What you need to do →
The records must be repeated exactly and in their entirety.

━━━━

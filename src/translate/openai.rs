//! OpenAI chat-completions dialect: canonical <-> wire mapping.
//!
//! Wire struct shapes are carried over from the teacher's
//! `llm::openai::{ChatCompletionRequest, ChatMessage, OpenAITool,
//! ChatCompletionChunk, Delta, ToolCallDelta, Usage}`.

use std::collections::HashMap;

use serde::{Deserialize, Serialize};

use crate::canonical::{
    CanonicalChatRequest, Choice, ChoiceDelta, Content, Delta as CanonicalDelta, FinishReason,
    Message, Role, StreamChunk, Tool, ToolCall, ToolCallDelta as CanonicalToolCallDelta,
};
use crate::error::ProxyError;

#[derive(Debug, Serialize)]
pub struct ChatCompletionRequest {
    pub model: String,
    pub messages: Vec<ChatMessage>,
    #[serde(skip_serializing_if = "Option::is_none")]
    pub temperature: Option<f32>,
    #[serde(skip_serializing_if = "Option::is_none")]
    pub top_p: Option<f32>,
    #[serde(skip_serializing_if = "Option::is_none")]
    pub max_completion_tokens: Option<u32>,
    #[serde(skip_serializing_if = "Option::is_none")]
    pub stop: Option<Vec<String>>,
    pub stream: bool,
    #[serde(skip_serializing_if = "Option::is_none")]
    pub stream_options: Option<StreamOptions>,
    #[serde(skip_serializing_if = "Option::is_none")]
    pub tools: Option<Vec<OpenAITool>>,
    #[serde(skip_serializing_if = "Option::is_none")]
    pub reasoning_effort: Option<String>,
}

#[derive(Debug, Serialize)]
pub struct StreamOptions {
    pub include_usage: bool,
}

#[derive(Debug, Serialize, Deserialize, Clone)]
pub struct OpenAITool {
    #[serde(rename = "type")]
    pub tool_type: String,
    pub function: OpenAIFunction,
}

#[derive(Debug, Serialize, Deserialize, Clone)]
pub struct OpenAIFunction {
    pub name: String,
    #[serde(default)]
    pub description: String,
    pub parameters: serde_json::Value,
}

#[derive(Debug, Serialize, Deserialize, Clone)]
#[serde(tag = "role")]
pub enum ChatMessage {
    #[serde(rename = "system")]
    System { content: String },
    #[serde(rename = "user")]
    User { content: String },
    #[serde(rename = "assistant")]
    Assistant {
        #[serde(skip_serializing_if = "Option::is_none")]
        content: Option<String>,
        #[serde(skip_serializing_if = "Option::is_none")]
        tool_calls: Option<Vec<OpenAIToolCall>>,
    },
    #[serde(rename = "tool")]
    Tool {
        content: String,
        tool_call_id: String,
    },
}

━━━━

Expected answer →
filename src/translate/openai.rs
//! OpenAI chat-completions dialect: canonical <-> wire mapping.
//!
//! Wire struct shapes are carried over from the teacher's
//! `llm::openai::{ChatCompletionRequest, ChatMessage, OpenAITool,
//! ChatCompletionChunk, Delta, ToolCallDelta, Usage}`.

use std::collections::HashMap;

use serde::{Deserialize, Serialize};

use crate::canonical::{
    CanonicalChatRequest, Choice, ChoiceDelta, Content, Delta as CanonicalDelta, FinishReason,
    Message, Role, StreamChunk, Tool, ToolCall, ToolCallDelta as CanonicalToolCallDelta,
};
use crate::error::ProxyError;

#[derive(Debug, Serialize)]
pub struct ChatCompletionRequest {
    pub model: String,
    pub messages: Vec<ChatMessage>,
    #[serde(skip_serializing_if = "Option::is_none")]
    pub temperature: Option<f32>,
    #[serde(skip_serializing_if = "Option::is_none")]
    pub top_p: Option<f32>,
    #[serde(skip_serializing_if = "Option::is_none")]
    pub max_completion_tokens: Option<u32>,
    #[serde(skip_serializing_if = "Option::is_none")]
    pub stop: Option<Vec<String>>,
    pub stream: bool,
    #[serde(skip_serializing_if = "Option::is_none")]
    pub stream_options: Option<StreamOptions>,
    #[serde(skip_serializing_if = "Option::is_none")]
    pub tools: Option<Vec<OpenAITool>>,
    #[serde(skip_serializing_if = "Option::is_none")]
    pub reasoning_effort: Option<String>,
}

#[derive(Debug, Serialize)]
pub struct StreamOptions {
    pub include_usage: bool,
}

#[derive(Debug, Serialize, Deserialize, Clone)]
pub struct OpenAITool {
    #[serde(rename = "type")]
    pub tool_type: String,
    pub function: OpenAIFunction,
}

#[derive(Debug, Serialize, Deserialize, Clone)]
pub struct OpenAIFunction {
    pub name: String,
    #[serde(default)]
    pub description: String,
    pub parameters: serde_json::Value,
}

#[derive(Debug, Serialize, Deserialize, Clone)]
#[serde(tag = "role")]
pub enum ChatMessage {
    #[serde(rename = "system")]
    System { content: String },
    #[serde(rename = "user")]
    User { content: String },
    #[serde(rename = "assistant")]
    Assistant {
        #[serde(skip_serializing_if = "Option::is_none")]
        content: Option<String>,
        #[serde(skip_serializing_if = "Option::is_none")]
        tool_calls: Option<Vec<OpenAIToolCall>>,
    },
    #[serde(rename = "tool")]
    Tool {
        content: String,
        tool_call_id: String,
    },
}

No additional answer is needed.